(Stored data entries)
####

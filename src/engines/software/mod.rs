/*!
The bundled software engine.

Implements every declared algorithm in pure Rust on top of the RustCrypto
crates, so all platforms have at least one working provider. The engine is
immediate-native: blocking calls run in place and deferred calls go
through the engine's [`ExecutorBridge`].
*/

mod aead;
mod digest;
mod hmac;

use std::sync::Arc;

use tracing::debug;

use crate::algorithms;
use crate::core::adaptor::ExecutorBridge;
use crate::core::provider::{self, Provider};

pub const ENGINE_NAME: &str = "Software";

/// Build the software provider with its default adaptors: with the
/// `async` feature, deferred callers are bridged onto a blocking worker
/// pool.
pub fn provider() -> Arc<Provider> {
    provider_with_bridge(Arc::new(ExecutorBridge::with_defaults(ENGINE_NAME)))
}

/// Build the software provider with no adaptors configured. Blocking
/// calls still work natively; deferred calls fail with `AdaptorMissing`.
pub fn provider_without_adaptors() -> Arc<Provider> {
    provider_with_bridge(Arc::new(ExecutorBridge::new(ENGINE_NAME)))
}

fn provider_with_bridge(bridge: Arc<ExecutorBridge>) -> Arc<Provider> {
    debug!(engine = ENGINE_NAME, "assembling software provider");
    Provider::builder(ENGINE_NAME)
        .register(
            algorithms::digest::SHA256,
            digest::algorithm(digest::DigestKind::Sha256, bridge.clone()),
        )
        .register(
            algorithms::digest::SHA512,
            digest::algorithm(digest::DigestKind::Sha512, bridge.clone()),
        )
        .register(algorithms::hmac::HMAC, hmac::algorithm(bridge.clone()))
        .register(algorithms::aead::CHACHA20_POLY1305, aead::algorithm(bridge))
        .build()
}

/// Install the software provider into the process-wide registry.
/// Idempotent; later calls are no-ops.
pub fn install() {
    provider::register_provider(provider());
}
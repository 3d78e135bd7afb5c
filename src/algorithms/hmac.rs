/*!
HMAC algorithm declaration and parameter shapes.
*/

use std::sync::Arc;

use crate::algorithms::digest::{self, Digest};
use crate::core::error::Result;
use crate::core::params::Parameters;
use crate::core::provider::AlgorithmId;
use crate::operations::key::KeyGenerator;
use crate::operations::signature::{SignatureGenerator, SignatureVerifier};

pub const HMAC: AlgorithmId<dyn Hmac> = AlgorithmId::new("HMAC");

/// Operation surface of the HMAC algorithm.
pub trait Hmac: Send + Sync {
    /// Build a key generator for the given parameters. Fails with
    /// `UnsupportedParameterValue` if the engine cannot back the chosen
    /// digest.
    fn key_generator(&self, parameters: HmacParameters) -> Result<Arc<dyn KeyGenerator<HmacKey>>>;
}

/// Key generation parameters for HMAC.
#[derive(Debug, Clone, Copy, PartialEq, Eq)]
pub struct HmacParameters {
    /// Digest the MAC is built over.
    pub digest: AlgorithmId<dyn Digest>,
}

impl Default for HmacParameters {
    fn default() -> Self {
        Self {
            digest: digest::SHA256,
        }
    }
}

pub struct HmacParametersBuilder {
    pub digest: AlgorithmId<dyn Digest>,
}

impl From<HmacParameters> for HmacParametersBuilder {
    fn from(base: HmacParameters) -> Self {
        Self {
            digest: base.digest,
        }
    }
}

impl Parameters for HmacParameters {
    type Builder = HmacParametersBuilder;

    fn from_builder(builder: Self::Builder) -> Self {
        Self {
            digest: builder.digest,
        }
    }
}

/// A generated HMAC key, bundling the signing and verifying surfaces the
/// engine produced for it.
#[derive(Clone)]
pub struct HmacKey {
    generator: Arc<dyn SignatureGenerator>,
    verifier: Arc<dyn SignatureVerifier>,
}

impl HmacKey {
    /// Called by engines when a key is generated or imported.
    pub fn new(generator: Arc<dyn SignatureGenerator>, verifier: Arc<dyn SignatureVerifier>) -> Self {
        Self { generator, verifier }
    }

    pub fn signature_generator(&self) -> Arc<dyn SignatureGenerator> {
        self.generator.clone()
    }

    pub fn signature_verifier(&self) -> Arc<dyn SignatureVerifier> {
        self.verifier.clone()
    }
}
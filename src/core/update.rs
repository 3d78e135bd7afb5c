/*!
The incremental update pipeline.

An [`UpdateFunction`] feeds successive byte ranges into a running
cryptographic accumulator (digest, MAC or cipher state). The wrappers here
turn any [`ByteSource`] or [`ByteSink`] into a transparent relay that also
drives the accumulator with every byte that passes through, so hashing or
MACing a stream costs no second copy of the payload.

The correctness contract is order and completeness: the concatenation of
all ranges handed to `update` equals the bytes of the underlying stream
exactly, regardless of how reads and writes are chunked. The accumulator
is exclusively owned by one stream and must not be fed concurrently.
*/

use crate::core::buffer::{ByteSink, ByteSource, DiscardingSink, SegmentBuffer};
use crate::core::error::{Error, Result};

const DRAIN_CHUNK: usize = 8 * 1024;
const DRAIN_MAX_IDLE_READS: u32 = 1024;

/// Checks the half-open range `[start, end)` against a buffer length.
pub fn check_range(len: usize, start: usize, end: usize) -> Result<()> {
    if start > end || end > len {
        return Err(Error::InvalidRange { start, end, len });
    }
    Ok(())
}

/// Incremental consumer of byte ranges backing one streaming operation.
pub trait UpdateFunction {
    /// Feed the half-open range `[start, end)` of `source` into the
    /// accumulator. Requires `start <= end <= source.len()`.
    fn update(&mut self, source: &[u8], start: usize, end: usize) -> Result<()>;

    /// Feed a whole slice.
    fn update_all(&mut self, source: &[u8]) -> Result<()> {
        self.update(source, 0, source.len())
    }
}

impl<F: UpdateFunction + ?Sized> UpdateFunction for &mut F {
    fn update(&mut self, source: &[u8], start: usize, end: usize) -> Result<()> {
        (**self).update(source, start, end)
    }
}

impl<F: UpdateFunction + ?Sized> UpdateFunction for Box<F> {
    fn update(&mut self, source: &[u8], start: usize, end: usize) -> Result<()> {
        (**self).update(source, start, end)
    }
}

/// Wrap `source` so every byte it produces is also fed into `function`.
pub fn updating_source<S, F>(source: S, function: F) -> UpdatingSource<S, F>
where
    S: ByteSource,
    F: UpdateFunction,
{
    UpdatingSource {
        source,
        function,
        closed: false,
    }
}

/// Wrap `sink` so every byte written through it is also fed into
/// `function` before being forwarded.
pub fn updating_sink<S, F>(sink: S, function: F) -> UpdatingSink<S, F>
where
    S: ByteSink,
    F: UpdateFunction,
{
    UpdatingSink {
        sink,
        function,
        closed: false,
    }
}

/// Pull `source` to end-of-stream, feeding every byte into `function` and
/// discarding the payload. Returns the number of bytes seen.
///
/// Zero-byte reads must be transient: a source that keeps producing
/// nothing without ending the stream fails after a bounded number of
/// attempts instead of spinning.
pub fn drain_source<S, F>(source: S, function: F) -> Result<u64>
where
    S: ByteSource,
    F: UpdateFunction,
{
    let mut wrapped = updating_source(source, function);
    let mut staging = SegmentBuffer::new();
    let mut sink = DiscardingSink;
    let mut total = 0u64;
    let mut idle_reads = 0u32;
    loop {
        match wrapped.read_at_most(&mut staging, DRAIN_CHUNK)? {
            None => break,
            Some(0) => {
                idle_reads += 1;
                if idle_reads >= DRAIN_MAX_IDLE_READS {
                    return Err(Error::Internal(
                        "source produced no bytes over repeated reads without ending".into(),
                    ));
                }
            }
            Some(read) => {
                idle_reads = 0;
                total += read as u64;
                let queued = staging.len();
                sink.write(&mut staging, queued)?;
            }
        }
    }
    wrapped.close()?;
    Ok(total)
}

/// A source relay that feeds newly produced bytes into an accumulator.
pub struct UpdatingSource<S, F> {
    source: S,
    function: F,
    closed: bool,
}

impl<S, F> UpdatingSource<S, F> {
    pub fn into_parts(self) -> (S, F) {
        (self.source, self.function)
    }
}

impl<S: ByteSource, F: UpdateFunction> ByteSource for UpdatingSource<S, F> {
    fn read_at_most(&mut self, buf: &mut SegmentBuffer, byte_count: usize) -> Result<Option<usize>> {
        let queued_before = buf.len();
        let produced = self.source.read_at_most(buf, byte_count)?;
        if let Some(read) = produced {
            // Only the bytes this read produced are new; anything queued
            // before it has already been seen. A read producing nothing
            // makes no update call at all.
            if read > 0 {
                for segment in buf.segments_from(queued_before) {
                    self.function.update(segment, 0, segment.len())?;
                }
            }
        }
        Ok(produced)
    }

    fn close(&mut self) -> Result<()> {
        if self.closed {
            return Ok(());
        }
        self.closed = true;
        self.source.close()
    }
}

/// A sink relay that feeds written bytes into an accumulator before
/// forwarding them.
pub struct UpdatingSink<S, F> {
    sink: S,
    function: F,
    closed: bool,
}

impl<S, F> UpdatingSink<S, F> {
    pub fn into_parts(self) -> (S, F) {
        (self.sink, self.function)
    }
}

impl<S: ByteSink, F: UpdateFunction> ByteSink for UpdatingSink<S, F> {
    fn write(&mut self, buf: &mut SegmentBuffer, byte_count: usize) -> Result<()> {
        buf.require(byte_count)?;

        // Surface exactly the first `byte_count` queued bytes, walking the
        // regions in order. The counter resets on every write call; bytes
        // beyond it stay queued and are surfaced by a later write.
        let mut consumed = 0usize;
        for segment in buf.segments() {
            if consumed == byte_count {
                break;
            }
            let to_update = (byte_count - consumed).min(segment.len());
            self.function.update(segment, 0, to_update)?;
            consumed += to_update;
        }

        self.sink.write(buf, byte_count)
    }

    fn flush(&mut self) -> Result<()> {
        self.sink.flush()
    }

    fn close(&mut self) -> Result<()> {
        if self.closed {
            return Ok(());
        }
        self.closed = true;
        self.sink.close()
    }
}
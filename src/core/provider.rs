/*!
Typed algorithm identifiers and provider resolution.

A provider maps [`AlgorithmId`]s to algorithm implementations supplied by
an engine. Identifiers carry the operation-interface type they resolve to,
so [`Provider::get`] hands back a correctly typed surface without a cast
at the call site. Providers are assembled once at startup and immutable
afterwards; a composite provider resolves through its delegates in a
fixed priority order.
*/

use std::any::Any;
use std::collections::HashMap;
use std::fmt;
use std::marker::PhantomData;
use std::sync::{Arc, RwLock};

use once_cell::sync::Lazy;
use tracing::debug;

use crate::core::error::{Error, Result};

/// Typed identifier for a cryptographic algorithm family.
///
/// Identifiers are value-equal singletons: uniqueness by name is an
/// invariant within a running process.
pub struct AlgorithmId<A: ?Sized + 'static> {
    name: &'static str,
    _interface: PhantomData<fn() -> Arc<A>>,
}

impl<A: ?Sized> AlgorithmId<A> {
    pub const fn new(name: &'static str) -> Self {
        Self {
            name,
            _interface: PhantomData,
        }
    }

    pub const fn name(&self) -> &'static str {
        self.name
    }
}

impl<A: ?Sized> Clone for AlgorithmId<A> {
    fn clone(&self) -> Self {
        *self
    }
}

impl<A: ?Sized> Copy for AlgorithmId<A> {}

impl<A: ?Sized> PartialEq for AlgorithmId<A> {
    fn eq(&self, other: &Self) -> bool {
        self.name == other.name
    }
}

impl<A: ?Sized> Eq for AlgorithmId<A> {}

impl<A: ?Sized> fmt::Debug for AlgorithmId<A> {
    fn fmt(&self, f: &mut fmt::Formatter<'_>) -> fmt::Result {
        write!(f, "AlgorithmId({})", self.name)
    }
}

impl<A: ?Sized> fmt::Display for AlgorithmId<A> {
    fn fmt(&self, f: &mut fmt::Formatter<'_>) -> fmt::Result {
        f.write_str(self.name)
    }
}

type Entry = Box<dyn Any + Send + Sync>;

/// A named source of algorithm implementations.
pub struct Provider {
    name: String,
    entries: HashMap<&'static str, Entry>,
    delegates: Vec<Arc<Provider>>,
}

impl Provider {
    pub fn builder(name: impl Into<String>) -> ProviderBuilder {
        ProviderBuilder {
            name: name.into(),
            entries: HashMap::new(),
        }
    }

    /// A provider that resolves through `delegates` in priority order and
    /// returns the first match. All-miss fails the same way a single
    /// provider would.
    pub fn composite(name: impl Into<String>, delegates: Vec<Arc<Provider>>) -> Arc<Provider> {
        Arc::new(Self {
            name: name.into(),
            entries: HashMap::new(),
            delegates,
        })
    }

    pub fn name(&self) -> &str {
        &self.name
    }

    pub fn supports<A>(&self, id: AlgorithmId<A>) -> bool
    where
        A: ?Sized + Send + Sync + 'static,
    {
        self.lookup(id).is_some()
    }

    /// Resolve `id` to its typed algorithm surface.
    pub fn get<A>(&self, id: AlgorithmId<A>) -> Result<Arc<A>>
    where
        A: ?Sized + Send + Sync + 'static,
    {
        self.lookup(id).ok_or_else(|| {
            debug!(provider = %self.name, algorithm = id.name(), "algorithm not supported");
            Error::UnsupportedAlgorithm {
                algorithm: id.name(),
                provider: self.name.clone(),
            }
        })
    }

    fn lookup<A>(&self, id: AlgorithmId<A>) -> Option<Arc<A>>
    where
        A: ?Sized + Send + Sync + 'static,
    {
        if let Some(entry) = self.entries.get(id.name()) {
            if let Some(algorithm) = entry.downcast_ref::<Arc<A>>() {
                return Some(algorithm.clone());
            }
        }
        self.delegates.iter().find_map(|delegate| delegate.lookup(id))
    }
}

impl fmt::Debug for Provider {
    fn fmt(&self, f: &mut fmt::Formatter<'_>) -> fmt::Result {
        f.debug_struct("Provider")
            .field("name", &self.name)
            .field("algorithms", &self.entries.keys().collect::<Vec<_>>())
            .field("delegates", &self.delegates)
            .finish()
    }
}

/// Startup-only staging for a [`Provider`]; consumed by [`build`].
///
/// [`build`]: ProviderBuilder::build
pub struct ProviderBuilder {
    name: String,
    entries: HashMap<&'static str, Entry>,
}

impl ProviderBuilder {
    /// Register an implementation for `id`. A later registration for the
    /// same name replaces the earlier one.
    pub fn register<A>(mut self, id: AlgorithmId<A>, algorithm: Arc<A>) -> Self
    where
        A: ?Sized + Send + Sync + 'static,
    {
        debug!(provider = %self.name, algorithm = id.name(), "registering algorithm");
        self.entries.insert(id.name(), Box::new(algorithm));
        self
    }

    pub fn build(self) -> Arc<Provider> {
        Arc::new(Provider {
            name: self.name,
            entries: self.entries,
            delegates: Vec::new(),
        })
    }
}

static PROVIDERS: Lazy<RwLock<Vec<Arc<Provider>>>> = Lazy::new(|| RwLock::new(Vec::new()));

/// Install a provider for the lifetime of the process. The first provider
/// installed becomes the default; installing a second provider with the
/// same name is a no-op.
pub fn register_provider(provider: Arc<Provider>) {
    let mut providers = PROVIDERS.write().unwrap();
    if providers.iter().any(|p| p.name() == provider.name()) {
        return;
    }
    debug!(provider = provider.name(), "installing provider");
    providers.push(provider);
}

/// The first installed provider.
pub fn default_provider() -> Result<Arc<Provider>> {
    PROVIDERS
        .read()
        .unwrap()
        .first()
        .cloned()
        .ok_or_else(|| Error::Internal("no cryptography provider installed".into()))
}

pub fn provider_by_name(name: &str) -> Option<Arc<Provider>> {
    PROVIDERS
        .read()
        .unwrap()
        .iter()
        .find(|p| p.name() == name)
        .cloned()
}

/// All installed providers, in installation order.
pub fn installed_providers() -> Vec<Arc<Provider>> {
    PROVIDERS.read().unwrap().clone()
}
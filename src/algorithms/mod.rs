//! Algorithm declarations: typed identifiers, operation surfaces and the
//! parameter shapes engines consume.

pub mod aead;
pub mod digest;
pub mod hmac;

pub use aead::{Aead, AeadKey, AeadParameters, SymmetricKeyParameters, CHACHA20_POLY1305};
pub use digest::{Digest, SHA256, SHA512};
pub use hmac::{Hmac, HmacKey, HmacParameters, HMAC};
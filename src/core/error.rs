/*!
Error handling for the crypto facade.
*/

use std::io;

use thiserror::Error;

use crate::core::adaptor::ExecutionStyle;

/// Result type used throughout the facade
pub type Result<T> = std::result::Result<T, Error>;

/// Error type used throughout the facade
#[derive(Error, Debug)]
pub enum Error {
    /// IO error
    #[error("IO error: {0}")]
    Io(#[from] io::Error),

    /// The provider has no engine registered for the requested identifier
    #[error("algorithm {algorithm} is not supported by provider {provider}")]
    UnsupportedAlgorithm {
        algorithm: &'static str,
        provider: String,
    },

    /// A parameter value is well-formed but not implementable by the engine
    #[error("unsupported parameter value for {operation} on engine {engine}: {reason}")]
    UnsupportedParameterValue {
        operation: &'static str,
        engine: &'static str,
        reason: String,
    },

    /// The caller used an execution style the engine has no adaptor for
    #[error("no {style} adaptor configured for engine {engine}")]
    AdaptorMissing {
        style: ExecutionStyle,
        engine: &'static str,
    },

    /// The underlying engine reported a failure
    #[error("{operation} failed on engine {engine}: {cause}")]
    NativeOperationFailure {
        operation: &'static str,
        engine: &'static str,
        cause: String,
    },

    /// An update range fell outside the supplied buffer
    #[error("invalid update range {start}..{end} for buffer of length {len}")]
    InvalidRange {
        start: usize,
        end: usize,
        len: usize,
    },

    /// Internal error
    #[error("internal error: {0}")]
    Internal(String),
}

impl From<Error> for io::Error {
    fn from(error: Error) -> Self {
        match error {
            Error::Io(io_error) => io_error,
            Error::UnsupportedAlgorithm { .. } => io::Error::new(io::ErrorKind::Unsupported, error.to_string()),
            Error::UnsupportedParameterValue { .. } => io::Error::new(io::ErrorKind::InvalidInput, error.to_string()),
            Error::AdaptorMissing { .. } => io::Error::new(io::ErrorKind::Unsupported, error.to_string()),
            Error::NativeOperationFailure { .. } => io::Error::new(io::ErrorKind::InvalidData, error.to_string()),
            Error::InvalidRange { .. } => io::Error::new(io::ErrorKind::InvalidInput, error.to_string()),
            Error::Internal(msg) => io::Error::other(msg),
        }
    }
}

/// Build a `NativeOperationFailure` for the given operation and engine
pub fn native_err<T>(operation: &'static str, engine: &'static str, cause: impl Into<String>) -> Result<T> {
    Err(Error::NativeOperationFailure {
        operation,
        engine,
        cause: cause.into(),
    })
}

####

Pull each line containing "PhantomData" from the records.

### ANSWER TO THE PROBLEM
use std::marker::PhantomData;
    _interface: PhantomData<fn() -> Arc<A>>,
            _interface: PhantomData,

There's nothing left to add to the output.